I only want not to see gardens and businesses,

merchandise, spectacles, lifts.


It so happens I’m tired of my feet and toenails,

my hair and my shadow.

It so happens I’m tired of being a man.


Still it would be a pleasure

to scare a lawyer with a severed lily

or deal death to a nun with a poke in the ear.

It would be good

to go through the streets with an emerald knife

and shout out till I died of cold.


I don’t want to go on being just a root in the shadows,

vacillating, extended, shivering with dream,

down in the damp bowels of earth,

absorbing it, thinking it, eating it every day.

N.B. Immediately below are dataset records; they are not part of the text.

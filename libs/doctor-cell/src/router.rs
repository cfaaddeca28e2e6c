use std::sync::Arc;

use axum::{
    middleware,
    routing::{get, post},
    Router,
};

use shared_config::AppConfig;
use shared_utils::extractor::auth_middleware;

use crate::handlers;

pub fn doctor_routes(state: Arc<AppConfig>) -> Router {
    // Directory and availability are readable without a session
    let public_routes = Router::new()
        .route("/", get(handlers::list_doctors))
        .route("/{doctor_id}", get(handlers::get_doctor))
        .route("/{doctor_id}/available-dates", get(handlers::get_available_dates))
        .route("/{doctor_id}/available-slots", get(handlers::get_available_slots));

    let protected_routes = Router::new()
        .route("/", post(handlers::create_doctor))
        .route("/me", get(handlers::get_my_profile).put(handlers::update_my_profile))
        .layer(middleware::from_fn_with_state(state.clone(), auth_middleware));

    Router::new()
        .merge(public_routes)
        .merge(protected_routes)
        .with_state(state)
}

I don’t want to be so much misfortune,

I don’t want to go on as a root or a tomb,

a subterranean tunnel, just a cellar of death,

frozen, dying in pain.


This is why, Monday, the day, is burning like petrol,

when it sees me arrive with my prison features,

and it screeches going by like a scorched tire

and its footsteps tread hot with blood towards night.


And it drives me to certain street corners, certain damp houses,

towards hospitals where skeletons leap from the window,

to certain cobbler’s shops stinking of vinegar,

to alleyways awful as abysses.


There are sulphur-coloured birds and repulsive intestines,

hanging from doorways of houses I hate,

there are lost dentures in coffee pots

there are mirrors

that ought to have cried out from horror and shame,

there are umbrellas everywhere, poisons and navels.


I pass by calmly, with eyes and shoes,

with anger, oblivion,

pass by, cross through offices, orthopaedic stores,

and yards where clothes hang down from wires:

underpants, towels, and shirts, that cry

slow guilty tears.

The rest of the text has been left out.